Barn, silos and 75 cattle destroyed
Beachburg rallies to board remaining cattle, determined couple to rebuild
By Brandy Harrison
BEACHBURG — There is nearly nothing left of Harry Byce’s dairy operation after an early morning fire engulfed the barn and milk house, killing 75 cattle and damaging three silos, on June 6. But the Beachburg farmer’s wife says no one who knows him ever questioned he’d rebuild.
"My husband says he doesn’t like the taste of bought milk so he has to rebuild," says Celeste O’Meara. "He’s still getting up at a quarter to five and wants be out there at eight o’clock every night doing something."
The couple hope they can start building in the fall. Farmers who’ve been there before have already called and e-mailed Heathervale Farms with advice, suggesting area barns they should look at.
The morning of the fire, just after 4 a.m., O’Meara was heading downstairs to do payroll.
"The lights were flickering. I looked out and there was a red ball glowing on the calf hutch," says O’Meara.
The phones were dead, so while Byce got their two young children out of bed, O’Meara ran to the neighbours to call the fire department.
"He thought he heard raindrops on our tin porch roof but it wasn’t. It was cinders and ash," she says. "That’s why we didn’t get to the barn at all. I thought the house might go up."
Luckily, their neighbour, Aaron Snyder, is a volunteer firefighter and got 15 cows out of the burning barn. Their dry cows also escaped, as did the calves and many of the heifers, but Byce lost the majority of his milking herd, 65 cows, in addition to 10 heifers.
"I can replace the barn but I feel bad about the cattle. I spent a lot of years trying to build a good herd," says Byce. "I don’t reckon we can ever be back to what we had."
Firefighters from five local stations prevented the fire from spreading to the house, grain bins, and second barn, but the main barn, where a lot of straw was stored for bedding, was already past saving by the time they arrived. The fire also damaged two of the farm’s three silos, which all had to be dynamited.
A fire investigator couldn’t pinpoint the cause of the blaze.
Mere minutes after the fire began, word spread and neighbours began offering what help they could. Before 6 a.m. farmers were pulling into the yard to corral heifers and take the dairy cattle to their own barns. The remaining cattle, 25 milking and dry cows as well as calves and springer heifers, are being boarded with six different neighbours.
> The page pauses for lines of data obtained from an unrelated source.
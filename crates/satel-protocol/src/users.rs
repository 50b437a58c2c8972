//! User entity decoding and the `0xE0..0xEA` user-management command set
//! (`users.py` in the original package).
use bitflags::bitflags;

use crate::bitlist::{admin_no_from_bytes, parts_from_bytes, parts_to_bytes};
use crate::codes::code_to_bytes;

/// Coarse user category, derived from a user number rather than carried on
/// the wire: numbers `241..254` are admins, `255` is the installer/service
/// account, everything else is an ordinary user.
#[derive(Debug, Clone, Copy, PartialEq, Eq)]
pub enum UserKind {
    User,
    Admin,
    Service,
}

impl UserKind {
    pub fn from_user_no(user_no: u16) -> Self {
        if user_no >= 255 {
            Self::Service
        } else if user_no >= 241 {
            Self::Admin
        } else {
            Self::User
        }
    }
}

bitflags! {
    /// The 27 defined user-rights bits (`spec.md` §3's `rights(24-bit flags
    /// + overflow)` — the panel packs 3 header bytes plus enough of a 4th to
    /// cover all 27).
    #[derive(Debug, Clone, Copy, PartialEq, Eq)]
    pub struct UserRights: u32 {
        const ARMING = 0x0000_0001;
        const DISARMING = 0x0000_0002;
        const ALARM_CLEAR_IN_PART = 0x0000_0004;
        const ALARM_CLEAR_IN_OBJECT = 0x0000_0008;
        const ALARM_CLEAR_ALL_SYSTEM = 0x0000_0010;
        const ARM_DEFERRING = 0x0000_0020;
        const CODE_CHANGING = 0x0000_0040;
        const USERS_EDITING = 0x0000_0080;
        const ZONES_BYPASSING = 0x0000_0100;
        const CLOCK_SETTING = 0x0000_0200;
        const TROUBLES_VIEWING = 0x0000_0400;
        const EVENTS_VIEWING = 0x0000_0800;
        const ZONES_RESETTING = 0x0000_1000;
        const OPTIONS_CHANGING = 0x0000_2000;
        const TESTS = 0x0000_4000;
        const DOWNLOADING = 0x0000_8000;
        const CAN_ALWAYS_DISARM = 0x0001_0000;
        const VOICE_MESSAGE_CLEARING = 0x0002_0000;
        const GUARDX_USING = 0x0004_0000;
        const ACCESS_TEMP_BLOCK_PARTS = 0x0008_0000;
        const ENTERING_1ST_CODE = 0x0010_0000;
        const ENTERING_2ND_CODE = 0x0020_0000;
        const OUTPUTS_CONTROL = 0x0040_0000;
        const CLEARING_LATCHED_OUTPUTS = 0x0080_0000;
        const ZONES_ISOLATING = 0x0100_0000;
        const SIMPLE_USER = 0x0200_0000;
        const MASTER_USER = 0x0400_0000;
    }
}

/// How a user's code behaves: a single-use code, a duress code that silently
/// signals a hold-up, time-windowed codes, etc.
#[derive(Debug, Clone, Copy, PartialEq, Eq)]
#[repr(u8)]
pub enum UserType {
    Normal = 0,
    Single = 1,
    TimeRenewable = 2,
    TimeNonRenewable = 3,
    Duress = 4,
    MonoOutputs = 5,
    BiOutputs = 6,
    PartsTempBlocking = 7,
    CashMachineAccess = 8,
    Guard = 9,
    Schedule = 10,
    Invalid = 15,
}

impl UserType {
    pub fn from_byte(v: u8) -> Self {
        use UserType::*;
        match v {
            0 => Normal,
            1 => Single,
            2 => TimeRenewable,
            3 => TimeNonRenewable,
            4 => Duress,
            5 => MonoOutputs,
            6 => BiOutputs,
            7 => PartsTempBlocking,
            8 => CashMachineAccess,
            9 => Guard,
            10 => Schedule,
            _ => Invalid,
        }
    }
}

bitflags! {
    /// Flags describing the state of a user's codes (from `EXEC_USER_*`
    /// responses): whether the default code still needs changing, whether a
    /// collision was detected, etc.
    #[derive(Debug, Clone, Copy, PartialEq, Eq)]
    pub struct UserCodeFlags: u8 {
        const CODE_NOT_CHANGED_YET = 0x01;
        const USER_CODE_COLLISION = 0x02;
        const PHONE_CODE_CHANGED = 0x04;
        const PREFIX_NEED_CHANGE = 0x08;
        const PHONE_CODE_NEED_CHANGE = 0x10;
        const USER_CODE_NEED_CHANGE = 0x20;
    }
}

/// A decoded user record (`spec.md` §3's User entity). Every field beyond
/// `user_no`/`kind` is firmware-version-gated on the wire — a response
/// shorter than the field's byte range leaves it at its default rather than
/// failing the whole decode, matching the panel's own progressive disclosure
/// of newer fields to newer firmware.
#[derive(Debug, Clone, PartialEq, Eq)]
pub struct User {
    pub user_no: u16,
    pub kind: UserKind,
    pub name: String,
    pub parts: Vec<u16>,
    pub rights: UserRights,
    pub user_type: UserType,
    pub time: u8,
    pub time_temp: u8,
    pub object_no: u8,
    pub code_flags: UserCodeFlags,
    /// Only ever set by [`decode_self_info`], and only for an ordinary user
    /// (not an admin/service account).
    pub phone_code: Option<String>,
    /// Only ever set by [`decode_self_info`], and only for the
    /// installer/service account.
    pub existing_masters: Vec<u16>,
}

fn hex_lower(bytes: &[u8]) -> String {
    bytes.iter().map(|b| format!("{b:02x}")).collect()
}

fn decode_name(bytes: &[u8]) -> String {
    String::from_utf8_lossy(bytes).trim_end_matches(' ').to_string()
}

/// A status byte shared by both response shapes: type nibble, an isolating
/// bit, and three code-state bits whose meaning is identical in both
/// `decode_self_info` and `decode_other_info`.
fn apply_status_byte(status: u8, rights: &mut UserRights, code_flags: &mut UserCodeFlags) -> UserType {
    if status & 0x20 != 0 {
        *rights |= UserRights::ZONES_ISOLATING;
    }
    if status & 0x80 != 0 {
        *code_flags |= UserCodeFlags::CODE_NOT_CHANGED_YET;
    }
    if status & 0x40 != 0 {
        *code_flags |= UserCodeFlags::USER_CODE_COLLISION;
    }
    if status & 0x10 != 0 {
        *code_flags |= UserCodeFlags::PHONE_CODE_CHANGED;
    }
    UserType::from_byte(status & 0x0F)
}

/// The trailing overflow byte both response shapes carry once the panel's
/// firmware is new enough to report the 27th/26th rights bits: two more
/// rights bits, three more code-state bits, and the object number.
fn apply_overflow_byte(overflow: u8, rights: &mut UserRights, code_flags: &mut UserCodeFlags) -> u8 {
    if overflow & 0x80 != 0 {
        *rights |= UserRights::SIMPLE_USER;
    }
    if overflow & 0x40 != 0 {
        *rights |= UserRights::MASTER_USER;
    }
    if overflow & 0x20 != 0 {
        *code_flags |= UserCodeFlags::PREFIX_NEED_CHANGE;
    }
    if overflow & 0x10 != 0 {
        *code_flags |= UserCodeFlags::PHONE_CODE_NEED_CHANGE;
    }
    if overflow & 0x08 != 0 {
        *code_flags |= UserCodeFlags::USER_CODE_NEED_CHANGE;
    }
    overflow & 0x07
}

fn rights_word(bytes: &[u8]) -> UserRights {
    let mut buf = [0u8; 4];
    buf[..3].copy_from_slice(bytes);
    UserRights::from_bits_truncate(u32::from_le_bytes(buf))
}

/// Decodes a `UserReadSelfInfo` response: the caller's own record, plus a
/// kind-dependent leading field (a phone code for an ordinary user, the list
/// of existing master/admin numbers for the installer account).
pub fn decode_self_info(payload: &[u8]) -> Option<User> {
    let len = payload.len();
    let &user_no = payload.first()?;
    let kind = UserKind::from_user_no(user_no as u16);

    let mut phone_code = None;
    let mut existing_masters = Vec::new();
    if len > 2 {
        match kind {
            UserKind::User => phone_code = Some(hex_lower(&payload[1..3])),
            UserKind::Service => existing_masters = admin_no_from_bytes(&payload[1..2]),
            UserKind::Admin => {}
        }
    }

    let parts = if len > 6 { parts_from_bytes(&payload[3..7]) } else { Vec::new() };

    let mut rights = UserRights::empty();
    let mut code_flags = UserCodeFlags::empty();
    let mut user_type = UserType::Invalid;
    if len > 7 {
        user_type = apply_status_byte(payload[7], &mut rights, &mut code_flags);
    }
    if len > 11 {
        rights |= rights_word(&payload[9..12]);
    }
    let name = if len > 27 { decode_name(&payload[12..28]) } else { String::new() };
    let mut object_no = 0;
    if len > 28 {
        object_no = apply_overflow_byte(payload[28], &mut rights, &mut code_flags);
    }

    Some(User {
        user_no: user_no as u16,
        kind,
        name,
        parts,
        rights,
        user_type,
        time: 0,
        time_temp: 0,
        object_no,
        code_flags,
        phone_code,
        existing_masters,
    })
}

/// Decodes a `UserReadOtherInfo` response: another user's record, laid out
/// identically to [`decode_self_info`] minus its kind-dependent leading
/// field, so every later offset sits one byte earlier.
pub fn decode_other_info(payload: &[u8]) -> Option<User> {
    let len = payload.len();
    let &user_no = payload.first()?;
    let kind = UserKind::from_user_no(user_no as u16);

    let parts = if len > 4 { parts_from_bytes(&payload[1..5]) } else { Vec::new() };

    let mut rights = UserRights::empty();
    let mut code_flags = UserCodeFlags::empty();
    let mut user_type = UserType::Invalid;
    if len > 5 {
        user_type = apply_status_byte(payload[5], &mut rights, &mut code_flags);
    }
    let time = if len > 6 { payload[6] } else { 0 };
    let time_temp = if len > 7 { payload[7] } else { 0 };
    if len > 10 {
        rights |= rights_word(&payload[8..11]);
    }
    let name = if len > 27 { decode_name(&payload[11..27]) } else { String::new() };
    let mut object_no = 0;
    if len > 27 {
        object_no = apply_overflow_byte(payload[27], &mut rights, &mut code_flags);
    }

    Some(User {
        user_no: user_no as u16,
        kind,
        name,
        parts,
        rights,
        user_type,
        time,
        time_temp,
        object_no,
        code_flags,
        phone_code: None,
        existing_masters: Vec::new(),
    })
}

/// Builds the fixed-layout user record an `EXEC_USER_CREATE`/
/// `EXEC_USER_CHANGE` payload carries after its 8-byte code header: user
/// number, packed user/phone codes, partition bitmap, a status byte (type
/// nibble plus simple/master/isolating bits), the type-dependent time
/// fields, the 24-bit rights word, and the space-padded name. A create also
/// appends an explicit object number the panel doesn't otherwise accept.
pub fn encode_user_write(
    user_no: u8,
    user_code: &str,
    phone_code: &str,
    parts: &[u16],
    user_type: UserType,
    rights: UserRights,
    time: u8,
    time_temp: u8,
    name: &str,
    object_no_on_create: Option<u8>,
) -> Vec<u8> {
    let mut out = Vec::with_capacity(33 + 1);
    out.push(user_no);
    out.extend(code_to_bytes(user_code, 8));
    out.extend(code_to_bytes(phone_code, 4));
    out.extend(parts_to_bytes(parts));

    let mut status = user_type as u8 & 0x0F;
    if rights.contains(UserRights::SIMPLE_USER) {
        status |= 0x80;
    }
    if rights.contains(UserRights::MASTER_USER) {
        status |= 0x40;
    }
    if rights.contains(UserRights::ZONES_ISOLATING) {
        status |= 0x20;
    }
    out.push(status);

    let uses_time = matches!(
        user_type,
        UserType::TimeRenewable | UserType::TimeNonRenewable | UserType::PartsTempBlocking | UserType::Schedule
    );
    out.push(if uses_time { time } else { 0 });
    out.push(if matches!(user_type, UserType::Schedule) { time_temp } else { 0 });

    out.extend_from_slice(&(rights.bits() & 0x00FF_FFFF).to_le_bytes()[..3]);

    let mut name_bytes = name.as_bytes()[..name.len().min(16)].to_vec();
    name_bytes.resize(16, b' ');
    out.extend(name_bytes);

    if let Some(object_no) = object_no_on_create {
        out.push(object_no);
    }
    out
}

#[cfg(test)]
mod tests {
    use super::*;

    #[test]
    fn classifies_user_numbers_by_range() {
        assert_eq!(UserKind::from_user_no(30), UserKind::User);
        assert_eq!(UserKind::from_user_no(241), UserKind::Admin);
        assert_eq!(UserKind::from_user_no(255), UserKind::Service);
    }

    #[test]
    fn decodes_own_phone_code_for_an_ordinary_user() {
        let mut payload = vec![5u8, 0x12, 0x34];
        payload.resize(7, 0);
        payload.extend_from_slice(&parts_to_bytes(&[1, 2]));
        let user = decode_self_info(&payload).unwrap();
        assert_eq!(user.user_no, 5);
        assert_eq!(user.kind, UserKind::User);
        assert_eq!(user.phone_code.as_deref(), Some("1234"));
        assert!(user.existing_masters.is_empty());
    }

    #[test]
    fn decodes_existing_masters_for_the_service_account() {
        let mut payload = vec![255u8, 0b0000_0011];
        payload.resize(7, 0);
        let user = decode_self_info(&payload).unwrap();
        assert_eq!(user.kind, UserKind::Service);
        assert_eq!(user.existing_masters, vec![0xF1, 0xF2]);
        assert!(user.phone_code.is_none());
    }

    #[test]
    fn decodes_rights_split_across_status_word_and_overflow_byte() {
        let mut payload = vec![0u8; 29];
        payload[0] = 10;
        payload[7] = 0x20; // ZONES_ISOLATING bit in the status byte
        payload[9..12].copy_from_slice(&(UserRights::ARMING | UserRights::DISARMING).bits().to_le_bytes()[..3]);
        payload[12..28].copy_from_slice(b"Alice           ");
        payload[28] = 0x80; // SIMPLE_USER bit, plus object_no low 3 bits (0)

        let user = decode_self_info(&payload).unwrap();
        assert_eq!(user.name, "Alice");
        assert!(user.rights.contains(UserRights::ZONES_ISOLATING));
        assert!(user.rights.contains(UserRights::ARMING | UserRights::DISARMING));
        assert!(user.rights.contains(UserRights::SIMPLE_USER));
    }

    #[test]
    fn other_info_layout_is_self_info_shifted_one_byte_earlier() {
        let mut payload = vec![0u8; 28];
        payload[0] = 7;
        payload[5] = UserType::Guard as u8;
        payload[6] = 3; // time
        payload[11..27].copy_from_slice(b"Bob             ");
        payload[27] = 0x07; // object_no = 7

        let user = decode_other_info(&payload).unwrap();
        assert_eq!(user.user_no, 7);
        assert_eq!(user.name, "Bob");
        assert_eq!(user.user_type, UserType::Guard);
        assert_eq!(user.time, 3);
        assert_eq!(user.object_no, 7);
    }

    #[test]
    fn encodes_a_create_payload_with_trailing_object_number() {
        let payload = encode_user_write(
            9,
            "1234",
            "",
            &[1, 2],
            UserType::Normal,
            UserRights::ARMING,
            0,
            0,
            "Alice",
            Some(3),
        );
        assert_eq!(payload.len(), 1 + 4 + 2 + 4 + 1 + 1 + 1 + 3 + 16 + 1);
        assert_eq!(payload[0], 9);
        assert_eq!(*payload.last().unwrap(), 3);
    }

    #[test]
    fn change_payload_has_no_trailing_object_number() {
        let payload = encode_user_write(9, "1234", "", &[], UserType::Normal, UserRights::empty(), 0, 0, "", None);
        assert_eq!(payload.len(), 1 + 4 + 2 + 4 + 1 + 1 + 1 + 3 + 16);
    }
}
A steady stream of people at first brought meals to firefighters, then recovered corn from the destroyed silo, used their excavators to clear the rubble, and even planted 30 acres of sorghum.
O’Meara’s voice cracks a little as she recalls all that people have done for her and Byce.
"They would have to do their own work, their own hay and crops, but they spend their days here. Their generosity is just outstanding. We put a thank you in local papers and we hope everybody saw it, but thank you isn’t quite enough."